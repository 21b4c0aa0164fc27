//! Validation utilities for configuration and sensor input

use thiserror::Error;
use validator::{Validate, ValidationErrors};

use crate::models::AlertThresholds;
use crate::types::Coordinate;

#[derive(Debug, Error)]
pub enum ThresholdError {
    #[error("invalid alert thresholds: {0}")]
    Invalid(#[from] ValidationErrors),
}

/// Validate a thresholds configuration.
///
/// Rejects negative limits, non-finite values, a non-positive tide horizon
/// and a temperature band whose minimum is not below its maximum.
pub fn validate_thresholds(thresholds: &AlertThresholds) -> Result<(), ThresholdError> {
    thresholds.validate()?;
    Ok(())
}

/// Validate that a coordinate is on the globe
pub fn validate_coordinate(coordinate: &Coordinate) -> Result<(), &'static str> {
    if !(-90.0..=90.0).contains(&coordinate.latitude) {
        return Err("Latitude must be between -90 and 90 degrees");
    }
    if !(-180.0..=180.0).contains(&coordinate.longitude) {
        return Err("Longitude must be between -180 and 180 degrees");
    }
    Ok(())
}

/// Watch apps report 0,0 until the first location fix arrives
pub fn has_location_fix(coordinate: &Coordinate) -> bool {
    validate_coordinate(coordinate).is_ok()
        && !(coordinate.latitude == 0.0 && coordinate.longitude == 0.0)
}

#[cfg(test)]
mod tests {
    use super::*;

    #[test]
    fn test_default_thresholds_valid() {
        assert!(validate_thresholds(&AlertThresholds::default()).is_ok());
    }

    #[test]
    fn test_inverted_temperature_band_rejected() {
        let thresholds = AlertThresholds {
            temperature_min_c: 30.0,
            temperature_max_c: 10.0,
            ..AlertThresholds::default()
        };
        assert!(validate_thresholds(&thresholds).is_err());

        let equal = AlertThresholds {
            temperature_min_c: 20.0,
            temperature_max_c: 20.0,
            ..AlertThresholds::default()
        };
        assert!(validate_thresholds(&equal).is_err());
    }

    #[test]
    fn test_negative_limits_rejected() {
        let wind = AlertThresholds {
            wind_speed_max_ms: -1.0,
            ..AlertThresholds::default()
        };
        assert!(validate_thresholds(&wind).is_err());

        let waves = AlertThresholds {
            wave_height_max_m: -0.5,
            ..AlertThresholds::default()
        };
        assert!(validate_thresholds(&waves).is_err());
    }

    #[test]
    fn test_tide_horizon_rejected() {
        let zero = AlertThresholds {
            tide_alert_horizon_hours: 0.0,
            ..AlertThresholds::default()
        };
        assert!(validate_thresholds(&zero).is_err());

        let too_long = AlertThresholds {
            tide_alert_horizon_hours: 30.0,
            ..AlertThresholds::default()
        };
        assert!(validate_thresholds(&too_long).is_err());
    }

    #[test]
    fn test_non_finite_rejected() {
        let thresholds = AlertThresholds {
            temperature_max_c: f64::INFINITY,
            ..AlertThresholds::default()
        };
        assert!(validate_thresholds(&thresholds).is_err());
    }

    #[test]
    fn test_validate_coordinate() {
        assert!(validate_coordinate(&Coordinate::new(35.1796, 129.0756)).is_ok());
        assert!(validate_coordinate(&Coordinate::new(-90.0, 180.0)).is_ok());
        assert!(validate_coordinate(&Coordinate::new(91.0, 0.0)).is_err());
        assert!(validate_coordinate(&Coordinate::new(0.0, -181.0)).is_err());
        assert!(validate_coordinate(&Coordinate::new(f64::NAN, 0.0)).is_err());
    }

    #[test]
    fn test_location_fix() {
        assert!(has_location_fix(&Coordinate::new(35.1796, 129.0756)));
        assert!(!has_location_fix(&Coordinate::new(0.0, 0.0)));
    }
}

Exercise directions: In the entries above, please find the line with "pub fn validate_coordinate(coordinate: &Coordinate)" and the line with "use super::*;", then write out exactly those two lines and every line between them, and nothing more.

Result of the task:
pub fn validate_coordinate(coordinate: &Coordinate) -> Result<(), &'static str> {
    if !(-90.0..=90.0).contains(&coordinate.latitude) {
        return Err("Latitude must be between -90 and 90 degrees");
    }
    if !(-180.0..=180.0).contains(&coordinate.longitude) {
        return Err("Longitude must be between -180 and 180 degrees");
    }
    Ok(())
}

/// Watch apps report 0,0 until the first location fix arrives
pub fn has_location_fix(coordinate: &Coordinate) -> bool {
    validate_coordinate(coordinate).is_ok()
        && !(coordinate.latitude == 0.0 && coordinate.longitude == 0.0)
}

#[cfg(test)]
mod tests {
    use super::*;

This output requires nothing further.